INPUT DATA Block Start
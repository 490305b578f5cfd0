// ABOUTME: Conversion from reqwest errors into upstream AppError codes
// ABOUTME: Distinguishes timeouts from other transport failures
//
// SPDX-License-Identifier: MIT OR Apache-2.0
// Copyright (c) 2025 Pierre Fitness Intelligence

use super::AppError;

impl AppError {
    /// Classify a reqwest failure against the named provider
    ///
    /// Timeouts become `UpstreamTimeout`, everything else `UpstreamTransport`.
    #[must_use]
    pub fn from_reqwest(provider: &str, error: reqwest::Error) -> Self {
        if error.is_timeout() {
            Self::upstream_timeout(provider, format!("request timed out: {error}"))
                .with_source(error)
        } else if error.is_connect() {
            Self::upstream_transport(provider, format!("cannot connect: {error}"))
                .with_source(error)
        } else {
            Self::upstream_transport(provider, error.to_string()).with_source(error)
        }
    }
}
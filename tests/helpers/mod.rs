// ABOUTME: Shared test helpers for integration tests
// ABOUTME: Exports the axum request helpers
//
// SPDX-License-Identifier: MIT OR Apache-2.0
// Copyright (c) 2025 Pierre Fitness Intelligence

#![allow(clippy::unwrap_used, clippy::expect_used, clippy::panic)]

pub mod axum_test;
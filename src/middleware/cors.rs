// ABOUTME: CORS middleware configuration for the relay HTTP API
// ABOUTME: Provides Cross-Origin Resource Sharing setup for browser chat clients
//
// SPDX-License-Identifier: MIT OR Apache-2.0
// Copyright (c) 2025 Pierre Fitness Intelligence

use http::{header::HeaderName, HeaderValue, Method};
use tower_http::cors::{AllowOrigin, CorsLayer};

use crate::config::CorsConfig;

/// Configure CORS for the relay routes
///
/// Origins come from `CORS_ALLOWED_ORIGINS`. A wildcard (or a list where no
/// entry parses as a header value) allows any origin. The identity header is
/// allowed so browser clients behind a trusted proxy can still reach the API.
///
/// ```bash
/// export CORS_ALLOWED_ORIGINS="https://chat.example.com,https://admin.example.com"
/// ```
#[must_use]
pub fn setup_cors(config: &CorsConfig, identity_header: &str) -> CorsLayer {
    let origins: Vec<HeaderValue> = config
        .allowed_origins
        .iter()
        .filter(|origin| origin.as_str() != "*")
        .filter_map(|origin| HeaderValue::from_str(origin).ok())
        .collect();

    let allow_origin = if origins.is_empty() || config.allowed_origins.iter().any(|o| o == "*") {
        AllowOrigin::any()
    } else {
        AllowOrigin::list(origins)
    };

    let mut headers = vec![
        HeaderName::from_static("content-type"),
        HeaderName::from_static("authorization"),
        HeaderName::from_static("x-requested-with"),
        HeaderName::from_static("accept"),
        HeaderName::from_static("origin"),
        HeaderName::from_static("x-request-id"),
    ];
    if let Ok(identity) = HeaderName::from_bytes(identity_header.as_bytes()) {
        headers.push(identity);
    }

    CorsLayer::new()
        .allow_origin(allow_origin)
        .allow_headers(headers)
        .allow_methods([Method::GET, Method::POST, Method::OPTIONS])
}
INPUT DATA Block End
INPUT DATA Block Start
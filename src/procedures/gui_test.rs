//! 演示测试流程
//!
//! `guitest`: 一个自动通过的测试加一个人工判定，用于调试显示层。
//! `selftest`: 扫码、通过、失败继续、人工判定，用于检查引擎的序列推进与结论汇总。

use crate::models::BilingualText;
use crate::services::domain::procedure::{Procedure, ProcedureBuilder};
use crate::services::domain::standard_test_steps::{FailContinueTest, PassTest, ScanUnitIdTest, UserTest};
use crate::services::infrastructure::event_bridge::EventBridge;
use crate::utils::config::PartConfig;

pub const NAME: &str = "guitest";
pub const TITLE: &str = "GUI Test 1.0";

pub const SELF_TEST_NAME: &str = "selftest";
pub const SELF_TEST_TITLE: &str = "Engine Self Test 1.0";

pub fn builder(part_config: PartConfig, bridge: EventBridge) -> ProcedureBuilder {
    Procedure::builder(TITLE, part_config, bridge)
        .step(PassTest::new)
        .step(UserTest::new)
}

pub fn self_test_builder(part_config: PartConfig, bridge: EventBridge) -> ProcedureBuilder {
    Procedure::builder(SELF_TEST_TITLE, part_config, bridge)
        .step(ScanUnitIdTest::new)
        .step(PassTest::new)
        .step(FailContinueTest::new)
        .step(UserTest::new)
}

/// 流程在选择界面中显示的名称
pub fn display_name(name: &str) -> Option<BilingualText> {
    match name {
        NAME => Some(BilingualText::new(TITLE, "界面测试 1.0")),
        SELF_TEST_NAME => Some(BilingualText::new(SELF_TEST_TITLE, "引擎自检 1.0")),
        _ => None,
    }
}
INPUT DATA Block End
INPUT DATA Block Start
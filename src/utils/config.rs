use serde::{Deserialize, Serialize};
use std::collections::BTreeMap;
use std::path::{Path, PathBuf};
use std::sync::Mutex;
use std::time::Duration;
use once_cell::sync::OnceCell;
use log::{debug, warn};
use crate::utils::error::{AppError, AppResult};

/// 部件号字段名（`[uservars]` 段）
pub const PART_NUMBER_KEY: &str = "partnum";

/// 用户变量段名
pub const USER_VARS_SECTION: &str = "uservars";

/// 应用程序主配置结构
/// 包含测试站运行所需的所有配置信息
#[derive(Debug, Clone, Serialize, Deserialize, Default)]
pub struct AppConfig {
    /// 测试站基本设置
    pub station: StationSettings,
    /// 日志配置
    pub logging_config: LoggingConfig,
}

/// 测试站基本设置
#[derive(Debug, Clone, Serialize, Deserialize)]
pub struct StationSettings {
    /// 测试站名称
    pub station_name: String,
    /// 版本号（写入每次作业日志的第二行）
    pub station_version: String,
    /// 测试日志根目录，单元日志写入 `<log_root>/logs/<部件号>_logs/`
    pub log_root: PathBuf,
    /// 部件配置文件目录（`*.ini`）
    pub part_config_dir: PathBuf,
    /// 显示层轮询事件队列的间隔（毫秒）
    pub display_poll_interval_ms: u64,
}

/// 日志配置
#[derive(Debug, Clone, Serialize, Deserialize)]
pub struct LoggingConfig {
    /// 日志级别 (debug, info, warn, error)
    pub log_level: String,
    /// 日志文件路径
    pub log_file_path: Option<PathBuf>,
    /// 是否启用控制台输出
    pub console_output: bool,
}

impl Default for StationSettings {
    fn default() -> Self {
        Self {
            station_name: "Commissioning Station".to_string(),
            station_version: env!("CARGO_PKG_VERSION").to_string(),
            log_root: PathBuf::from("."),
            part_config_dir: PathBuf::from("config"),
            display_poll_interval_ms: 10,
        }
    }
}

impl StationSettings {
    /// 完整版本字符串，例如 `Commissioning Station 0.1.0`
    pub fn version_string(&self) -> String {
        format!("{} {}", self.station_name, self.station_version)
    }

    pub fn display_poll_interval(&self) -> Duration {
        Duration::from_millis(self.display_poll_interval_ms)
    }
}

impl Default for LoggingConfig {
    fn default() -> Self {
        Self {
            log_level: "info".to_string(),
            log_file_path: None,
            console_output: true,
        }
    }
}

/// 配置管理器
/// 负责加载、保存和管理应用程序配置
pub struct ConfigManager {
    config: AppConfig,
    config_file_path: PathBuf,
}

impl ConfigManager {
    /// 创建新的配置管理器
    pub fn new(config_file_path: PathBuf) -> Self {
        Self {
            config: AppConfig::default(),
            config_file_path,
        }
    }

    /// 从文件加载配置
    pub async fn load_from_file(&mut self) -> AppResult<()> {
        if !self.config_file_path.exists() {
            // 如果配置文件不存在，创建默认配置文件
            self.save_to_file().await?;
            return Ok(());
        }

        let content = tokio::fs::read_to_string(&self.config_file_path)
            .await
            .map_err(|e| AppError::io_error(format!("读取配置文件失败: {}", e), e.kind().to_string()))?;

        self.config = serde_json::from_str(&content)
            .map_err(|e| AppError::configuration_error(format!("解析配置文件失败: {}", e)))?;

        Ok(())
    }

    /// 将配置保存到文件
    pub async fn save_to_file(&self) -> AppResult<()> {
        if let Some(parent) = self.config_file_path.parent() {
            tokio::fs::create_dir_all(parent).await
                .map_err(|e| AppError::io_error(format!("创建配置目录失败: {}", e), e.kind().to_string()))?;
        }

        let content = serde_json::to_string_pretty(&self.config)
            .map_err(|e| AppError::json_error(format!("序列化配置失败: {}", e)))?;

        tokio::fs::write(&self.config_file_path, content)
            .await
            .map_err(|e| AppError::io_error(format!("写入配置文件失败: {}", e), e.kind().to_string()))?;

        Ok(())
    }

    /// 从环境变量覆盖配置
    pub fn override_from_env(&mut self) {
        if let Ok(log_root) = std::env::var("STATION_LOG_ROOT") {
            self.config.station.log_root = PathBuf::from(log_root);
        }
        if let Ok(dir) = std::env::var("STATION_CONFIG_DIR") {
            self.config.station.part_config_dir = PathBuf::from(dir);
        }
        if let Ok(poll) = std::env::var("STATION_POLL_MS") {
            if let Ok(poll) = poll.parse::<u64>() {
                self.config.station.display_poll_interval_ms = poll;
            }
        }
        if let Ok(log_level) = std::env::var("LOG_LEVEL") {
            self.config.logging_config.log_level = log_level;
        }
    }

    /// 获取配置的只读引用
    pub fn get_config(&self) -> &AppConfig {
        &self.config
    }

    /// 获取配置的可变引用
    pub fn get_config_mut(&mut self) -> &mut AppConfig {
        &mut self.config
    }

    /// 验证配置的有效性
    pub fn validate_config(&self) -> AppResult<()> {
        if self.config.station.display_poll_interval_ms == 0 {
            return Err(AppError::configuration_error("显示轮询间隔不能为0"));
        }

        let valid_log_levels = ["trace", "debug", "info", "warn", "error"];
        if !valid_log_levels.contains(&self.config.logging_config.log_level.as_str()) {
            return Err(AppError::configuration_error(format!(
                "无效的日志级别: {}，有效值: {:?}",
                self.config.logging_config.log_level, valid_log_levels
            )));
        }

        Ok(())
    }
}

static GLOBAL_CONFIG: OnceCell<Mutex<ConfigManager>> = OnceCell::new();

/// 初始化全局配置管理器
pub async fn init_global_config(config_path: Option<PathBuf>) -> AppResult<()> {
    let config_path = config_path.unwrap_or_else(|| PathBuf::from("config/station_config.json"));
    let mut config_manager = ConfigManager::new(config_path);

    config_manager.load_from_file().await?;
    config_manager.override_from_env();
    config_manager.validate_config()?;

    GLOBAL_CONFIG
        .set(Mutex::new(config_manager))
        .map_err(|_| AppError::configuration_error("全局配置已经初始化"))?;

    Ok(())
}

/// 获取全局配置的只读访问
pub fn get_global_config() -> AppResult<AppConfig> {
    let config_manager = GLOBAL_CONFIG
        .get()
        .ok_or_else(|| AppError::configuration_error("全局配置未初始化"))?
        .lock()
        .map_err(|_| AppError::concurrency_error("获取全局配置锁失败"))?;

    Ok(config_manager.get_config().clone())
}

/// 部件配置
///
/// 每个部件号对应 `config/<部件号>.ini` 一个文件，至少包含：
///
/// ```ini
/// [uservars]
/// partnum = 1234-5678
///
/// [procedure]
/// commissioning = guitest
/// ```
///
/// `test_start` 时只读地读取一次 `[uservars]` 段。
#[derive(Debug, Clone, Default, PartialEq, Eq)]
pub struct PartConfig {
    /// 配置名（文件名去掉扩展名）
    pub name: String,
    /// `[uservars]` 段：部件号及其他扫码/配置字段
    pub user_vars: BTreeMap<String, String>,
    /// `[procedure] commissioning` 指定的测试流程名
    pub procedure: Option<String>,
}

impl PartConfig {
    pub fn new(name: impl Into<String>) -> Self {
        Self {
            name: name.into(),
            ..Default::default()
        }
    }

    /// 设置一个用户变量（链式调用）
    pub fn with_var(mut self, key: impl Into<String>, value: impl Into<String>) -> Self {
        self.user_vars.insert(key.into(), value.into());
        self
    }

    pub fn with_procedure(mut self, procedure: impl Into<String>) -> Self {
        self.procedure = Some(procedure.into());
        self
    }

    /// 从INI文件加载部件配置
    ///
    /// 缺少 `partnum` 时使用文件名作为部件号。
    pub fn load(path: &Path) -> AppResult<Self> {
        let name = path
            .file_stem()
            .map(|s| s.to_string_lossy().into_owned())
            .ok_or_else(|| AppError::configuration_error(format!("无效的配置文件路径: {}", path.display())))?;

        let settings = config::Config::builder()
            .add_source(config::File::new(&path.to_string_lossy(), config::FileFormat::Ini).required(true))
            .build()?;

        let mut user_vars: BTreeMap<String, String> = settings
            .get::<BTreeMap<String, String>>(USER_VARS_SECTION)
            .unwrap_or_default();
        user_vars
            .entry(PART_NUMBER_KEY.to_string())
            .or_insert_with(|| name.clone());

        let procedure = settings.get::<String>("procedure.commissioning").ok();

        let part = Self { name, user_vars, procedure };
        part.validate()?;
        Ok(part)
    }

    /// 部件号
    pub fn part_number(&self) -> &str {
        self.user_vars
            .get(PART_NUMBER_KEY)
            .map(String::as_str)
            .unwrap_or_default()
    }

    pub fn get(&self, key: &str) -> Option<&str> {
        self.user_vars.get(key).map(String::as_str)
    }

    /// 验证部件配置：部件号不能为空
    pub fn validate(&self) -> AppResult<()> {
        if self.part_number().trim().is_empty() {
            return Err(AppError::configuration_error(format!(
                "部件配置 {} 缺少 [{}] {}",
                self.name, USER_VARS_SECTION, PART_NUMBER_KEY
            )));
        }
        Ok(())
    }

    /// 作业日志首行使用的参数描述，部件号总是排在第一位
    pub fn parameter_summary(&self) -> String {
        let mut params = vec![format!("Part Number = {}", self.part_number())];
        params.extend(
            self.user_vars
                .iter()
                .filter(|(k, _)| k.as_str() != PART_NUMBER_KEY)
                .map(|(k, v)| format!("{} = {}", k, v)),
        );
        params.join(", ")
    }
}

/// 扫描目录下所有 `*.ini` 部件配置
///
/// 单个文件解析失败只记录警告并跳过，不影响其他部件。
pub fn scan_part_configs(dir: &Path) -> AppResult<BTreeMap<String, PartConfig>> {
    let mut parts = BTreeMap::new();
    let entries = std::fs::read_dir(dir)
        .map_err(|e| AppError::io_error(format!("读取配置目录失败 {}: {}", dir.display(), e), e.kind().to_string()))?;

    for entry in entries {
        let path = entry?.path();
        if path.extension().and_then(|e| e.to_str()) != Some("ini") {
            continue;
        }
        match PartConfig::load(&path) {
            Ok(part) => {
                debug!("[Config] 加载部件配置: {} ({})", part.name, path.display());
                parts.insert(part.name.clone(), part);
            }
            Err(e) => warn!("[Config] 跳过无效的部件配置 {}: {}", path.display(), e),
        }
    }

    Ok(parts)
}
INPUT DATA Block End
Pick out each line above that includes "tests" and show it.

filename tests/helpers/mod.rs
// ABOUTME: Shared test helpers for integration tests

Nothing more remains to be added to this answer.